Problem requirements - Pick every line from the data below that contains the string "style" and copy it.

Saved data entries
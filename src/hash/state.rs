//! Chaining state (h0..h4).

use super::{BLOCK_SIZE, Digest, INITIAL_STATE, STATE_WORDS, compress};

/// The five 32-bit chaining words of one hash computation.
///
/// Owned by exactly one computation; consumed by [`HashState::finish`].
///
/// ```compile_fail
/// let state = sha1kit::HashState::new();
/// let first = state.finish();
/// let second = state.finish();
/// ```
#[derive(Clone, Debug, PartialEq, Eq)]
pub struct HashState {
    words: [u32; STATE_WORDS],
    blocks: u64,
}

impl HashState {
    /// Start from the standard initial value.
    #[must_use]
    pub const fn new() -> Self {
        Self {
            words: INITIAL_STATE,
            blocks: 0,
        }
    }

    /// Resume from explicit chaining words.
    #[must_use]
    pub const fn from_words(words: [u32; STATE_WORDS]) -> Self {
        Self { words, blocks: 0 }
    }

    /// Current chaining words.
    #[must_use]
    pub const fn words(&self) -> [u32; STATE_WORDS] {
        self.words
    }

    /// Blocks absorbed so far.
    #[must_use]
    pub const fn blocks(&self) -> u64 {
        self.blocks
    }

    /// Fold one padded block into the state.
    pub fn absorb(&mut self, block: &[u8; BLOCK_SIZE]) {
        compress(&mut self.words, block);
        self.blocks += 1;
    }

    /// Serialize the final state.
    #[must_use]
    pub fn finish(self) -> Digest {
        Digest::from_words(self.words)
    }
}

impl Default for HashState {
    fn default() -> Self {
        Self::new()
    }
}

--

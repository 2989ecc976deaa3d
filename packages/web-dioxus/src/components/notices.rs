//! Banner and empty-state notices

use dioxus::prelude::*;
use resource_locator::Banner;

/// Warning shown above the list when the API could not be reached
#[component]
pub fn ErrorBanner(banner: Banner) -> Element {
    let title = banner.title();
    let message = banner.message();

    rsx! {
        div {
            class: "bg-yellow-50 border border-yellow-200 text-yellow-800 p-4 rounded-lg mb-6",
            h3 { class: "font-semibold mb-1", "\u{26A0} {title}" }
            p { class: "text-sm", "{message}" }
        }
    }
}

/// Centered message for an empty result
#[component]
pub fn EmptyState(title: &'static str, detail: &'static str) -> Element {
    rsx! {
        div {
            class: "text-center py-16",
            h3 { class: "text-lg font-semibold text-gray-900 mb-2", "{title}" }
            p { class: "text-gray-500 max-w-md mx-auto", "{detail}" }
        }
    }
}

...

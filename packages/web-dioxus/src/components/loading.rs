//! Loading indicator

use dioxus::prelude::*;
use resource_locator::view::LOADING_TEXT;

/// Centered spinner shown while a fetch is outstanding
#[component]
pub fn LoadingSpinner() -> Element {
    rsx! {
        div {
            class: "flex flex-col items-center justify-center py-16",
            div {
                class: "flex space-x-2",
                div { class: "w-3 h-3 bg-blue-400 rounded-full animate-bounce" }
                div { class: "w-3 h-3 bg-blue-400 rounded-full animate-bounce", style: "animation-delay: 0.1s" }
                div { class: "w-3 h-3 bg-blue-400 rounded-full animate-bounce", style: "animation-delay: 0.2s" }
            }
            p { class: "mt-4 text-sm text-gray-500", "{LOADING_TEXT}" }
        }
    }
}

Response area -
                div { class: "w-3 h-3 bg-blue-400 rounded-full animate-bounce", style: "animation-delay: 0.1s" }
                div { class: "w-3 h-3 bg-blue-400 rounded-full animate-bounce", style: "animation-delay: 0.2s" }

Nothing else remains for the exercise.